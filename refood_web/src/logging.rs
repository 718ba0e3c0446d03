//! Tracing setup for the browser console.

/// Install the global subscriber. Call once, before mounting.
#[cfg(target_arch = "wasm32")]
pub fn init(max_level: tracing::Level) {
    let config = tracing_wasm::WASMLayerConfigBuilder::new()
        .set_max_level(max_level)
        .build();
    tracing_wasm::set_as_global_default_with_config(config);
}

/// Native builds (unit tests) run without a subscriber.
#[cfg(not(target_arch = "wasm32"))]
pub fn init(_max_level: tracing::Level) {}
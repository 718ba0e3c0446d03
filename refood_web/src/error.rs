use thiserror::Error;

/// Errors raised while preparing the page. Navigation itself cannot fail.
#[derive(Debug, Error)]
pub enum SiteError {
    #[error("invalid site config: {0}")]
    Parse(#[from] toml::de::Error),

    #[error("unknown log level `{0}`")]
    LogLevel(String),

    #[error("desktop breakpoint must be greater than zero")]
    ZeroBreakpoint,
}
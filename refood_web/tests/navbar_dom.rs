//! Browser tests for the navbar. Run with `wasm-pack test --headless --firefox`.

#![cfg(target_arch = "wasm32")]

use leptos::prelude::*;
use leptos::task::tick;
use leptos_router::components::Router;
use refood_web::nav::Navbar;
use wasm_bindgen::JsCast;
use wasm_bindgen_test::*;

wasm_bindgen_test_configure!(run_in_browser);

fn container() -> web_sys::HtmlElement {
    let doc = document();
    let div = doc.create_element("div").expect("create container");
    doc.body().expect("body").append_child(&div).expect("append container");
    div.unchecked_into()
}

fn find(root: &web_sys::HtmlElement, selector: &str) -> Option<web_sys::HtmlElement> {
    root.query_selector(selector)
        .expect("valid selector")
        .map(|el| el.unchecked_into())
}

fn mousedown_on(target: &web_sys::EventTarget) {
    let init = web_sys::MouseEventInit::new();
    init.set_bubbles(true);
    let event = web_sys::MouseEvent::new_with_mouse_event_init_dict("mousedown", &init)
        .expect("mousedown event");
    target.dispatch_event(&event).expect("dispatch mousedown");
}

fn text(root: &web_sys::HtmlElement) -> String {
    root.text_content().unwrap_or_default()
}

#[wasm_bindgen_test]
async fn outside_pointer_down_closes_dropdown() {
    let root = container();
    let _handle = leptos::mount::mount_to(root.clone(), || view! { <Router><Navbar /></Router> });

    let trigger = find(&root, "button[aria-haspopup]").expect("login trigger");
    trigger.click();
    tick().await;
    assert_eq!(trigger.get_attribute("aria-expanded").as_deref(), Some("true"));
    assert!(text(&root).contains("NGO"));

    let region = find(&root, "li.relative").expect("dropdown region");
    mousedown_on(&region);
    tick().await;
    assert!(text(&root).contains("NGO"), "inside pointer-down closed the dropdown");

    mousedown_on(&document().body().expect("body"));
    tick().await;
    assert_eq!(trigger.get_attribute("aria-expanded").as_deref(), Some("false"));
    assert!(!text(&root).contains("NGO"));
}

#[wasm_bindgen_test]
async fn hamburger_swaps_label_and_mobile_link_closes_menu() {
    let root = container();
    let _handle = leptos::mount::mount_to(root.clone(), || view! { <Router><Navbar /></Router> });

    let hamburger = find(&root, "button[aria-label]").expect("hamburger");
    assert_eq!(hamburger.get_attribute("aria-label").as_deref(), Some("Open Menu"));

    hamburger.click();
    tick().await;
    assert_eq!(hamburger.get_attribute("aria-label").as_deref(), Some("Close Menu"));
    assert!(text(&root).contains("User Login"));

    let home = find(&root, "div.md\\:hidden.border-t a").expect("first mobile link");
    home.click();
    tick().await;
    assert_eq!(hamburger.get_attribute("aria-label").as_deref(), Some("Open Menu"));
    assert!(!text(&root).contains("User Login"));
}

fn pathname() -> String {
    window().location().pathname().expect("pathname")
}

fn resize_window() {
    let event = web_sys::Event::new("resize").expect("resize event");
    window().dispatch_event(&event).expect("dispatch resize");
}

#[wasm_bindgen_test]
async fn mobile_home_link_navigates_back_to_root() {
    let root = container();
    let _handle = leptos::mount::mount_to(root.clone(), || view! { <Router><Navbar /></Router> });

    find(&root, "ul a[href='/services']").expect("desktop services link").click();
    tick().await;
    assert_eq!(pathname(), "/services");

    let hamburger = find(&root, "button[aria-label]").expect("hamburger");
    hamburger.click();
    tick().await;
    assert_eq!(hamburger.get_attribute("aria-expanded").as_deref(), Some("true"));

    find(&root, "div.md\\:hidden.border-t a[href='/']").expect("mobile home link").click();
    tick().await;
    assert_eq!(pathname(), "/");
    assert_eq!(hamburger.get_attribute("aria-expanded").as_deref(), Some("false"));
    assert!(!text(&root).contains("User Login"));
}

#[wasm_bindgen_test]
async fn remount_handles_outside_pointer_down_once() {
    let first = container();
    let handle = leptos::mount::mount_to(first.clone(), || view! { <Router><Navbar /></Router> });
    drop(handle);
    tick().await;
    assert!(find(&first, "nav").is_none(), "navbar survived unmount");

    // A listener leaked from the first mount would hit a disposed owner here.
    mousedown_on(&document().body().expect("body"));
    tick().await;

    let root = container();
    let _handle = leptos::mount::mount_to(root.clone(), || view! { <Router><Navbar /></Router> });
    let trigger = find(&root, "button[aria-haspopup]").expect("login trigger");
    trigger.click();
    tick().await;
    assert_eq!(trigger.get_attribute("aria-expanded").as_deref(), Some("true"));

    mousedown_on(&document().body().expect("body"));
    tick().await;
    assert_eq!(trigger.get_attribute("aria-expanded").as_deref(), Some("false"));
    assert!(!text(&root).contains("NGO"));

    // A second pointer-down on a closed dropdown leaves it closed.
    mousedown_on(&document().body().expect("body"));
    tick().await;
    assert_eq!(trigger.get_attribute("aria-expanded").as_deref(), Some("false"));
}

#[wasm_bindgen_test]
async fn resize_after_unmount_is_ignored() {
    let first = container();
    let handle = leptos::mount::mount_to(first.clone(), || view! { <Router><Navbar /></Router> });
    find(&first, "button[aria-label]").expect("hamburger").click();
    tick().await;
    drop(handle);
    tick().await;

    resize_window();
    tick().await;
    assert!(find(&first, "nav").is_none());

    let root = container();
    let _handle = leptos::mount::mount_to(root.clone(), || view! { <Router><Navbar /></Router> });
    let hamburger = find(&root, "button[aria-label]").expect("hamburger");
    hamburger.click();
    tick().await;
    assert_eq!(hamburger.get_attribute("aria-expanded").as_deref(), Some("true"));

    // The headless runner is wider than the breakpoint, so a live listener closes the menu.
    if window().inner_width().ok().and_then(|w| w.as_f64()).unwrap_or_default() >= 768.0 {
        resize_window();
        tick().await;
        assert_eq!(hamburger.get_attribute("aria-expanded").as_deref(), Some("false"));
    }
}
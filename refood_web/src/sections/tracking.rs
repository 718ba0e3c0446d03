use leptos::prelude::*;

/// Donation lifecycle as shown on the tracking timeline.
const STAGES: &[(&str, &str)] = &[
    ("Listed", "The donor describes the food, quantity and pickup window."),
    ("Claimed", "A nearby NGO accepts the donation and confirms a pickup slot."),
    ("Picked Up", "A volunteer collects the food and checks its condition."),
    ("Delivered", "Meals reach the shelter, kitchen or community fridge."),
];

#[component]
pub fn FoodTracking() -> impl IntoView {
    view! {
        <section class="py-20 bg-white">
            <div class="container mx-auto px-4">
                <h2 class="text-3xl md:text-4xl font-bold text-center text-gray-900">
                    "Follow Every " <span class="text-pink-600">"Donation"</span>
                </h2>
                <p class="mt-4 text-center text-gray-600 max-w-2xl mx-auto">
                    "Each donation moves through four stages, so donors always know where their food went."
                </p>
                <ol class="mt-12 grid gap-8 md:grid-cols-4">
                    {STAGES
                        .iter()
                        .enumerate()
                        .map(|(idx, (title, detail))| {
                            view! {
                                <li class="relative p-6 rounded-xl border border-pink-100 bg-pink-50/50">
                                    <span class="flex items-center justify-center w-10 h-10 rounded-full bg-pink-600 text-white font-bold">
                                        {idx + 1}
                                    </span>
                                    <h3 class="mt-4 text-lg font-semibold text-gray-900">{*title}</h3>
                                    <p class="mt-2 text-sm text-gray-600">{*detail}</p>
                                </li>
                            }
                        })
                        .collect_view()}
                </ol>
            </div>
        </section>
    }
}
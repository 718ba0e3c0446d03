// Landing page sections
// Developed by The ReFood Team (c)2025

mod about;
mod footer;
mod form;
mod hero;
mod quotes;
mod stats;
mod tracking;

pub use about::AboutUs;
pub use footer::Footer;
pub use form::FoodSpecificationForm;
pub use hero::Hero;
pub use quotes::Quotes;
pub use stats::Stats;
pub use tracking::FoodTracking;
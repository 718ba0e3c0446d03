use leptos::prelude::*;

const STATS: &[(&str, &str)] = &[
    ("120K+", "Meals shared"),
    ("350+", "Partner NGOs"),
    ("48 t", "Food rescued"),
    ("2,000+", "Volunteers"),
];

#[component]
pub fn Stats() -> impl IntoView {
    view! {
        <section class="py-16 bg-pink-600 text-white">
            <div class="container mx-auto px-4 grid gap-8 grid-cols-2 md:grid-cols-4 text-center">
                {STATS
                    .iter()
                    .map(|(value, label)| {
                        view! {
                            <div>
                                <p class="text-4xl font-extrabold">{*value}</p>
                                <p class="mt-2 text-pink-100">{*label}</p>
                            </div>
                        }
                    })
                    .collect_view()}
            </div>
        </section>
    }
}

* [TASK DIRECTIONS]:
Restate, without alteration, the lines of the material above that begin at the one containing "mod footer;" and run through its last line.

* [SOLUTION TO THE PROBLEM]:
mod footer;
mod form;
mod hero;
mod quotes;
mod stats;
mod tracking;

pub use about::AboutUs;
pub use footer::Footer;
pub use form::FoodSpecificationForm;
pub use hero::Hero;
pub use quotes::Quotes;
pub use stats::Stats;
pub use tracking::FoodTracking;
repository 718ba0e3c0446d03
use leptos::prelude::*;

const STATS: &[(&str, &str)] = &[
    ("120K+", "Meals shared"),
    ("350+", "Partner NGOs"),
    ("48 t", "Food rescued"),
    ("2,000+", "Volunteers"),
];

#[component]
pub fn Stats() -> impl IntoView {
    view! {
        <section class="py-16 bg-pink-600 text-white">
            <div class="container mx-auto px-4 grid gap-8 grid-cols-2 md:grid-cols-4 text-center">
                {STATS
                    .iter()
                    .map(|(value, label)| {
                        view! {
                            <div>
                                <p class="text-4xl font-extrabold">{*value}</p>
                                <p class="mt-2 text-pink-100">{*label}</p>
                            </div>
                        }
                    })
                    .collect_view()}
            </div>
        </section>
    }
}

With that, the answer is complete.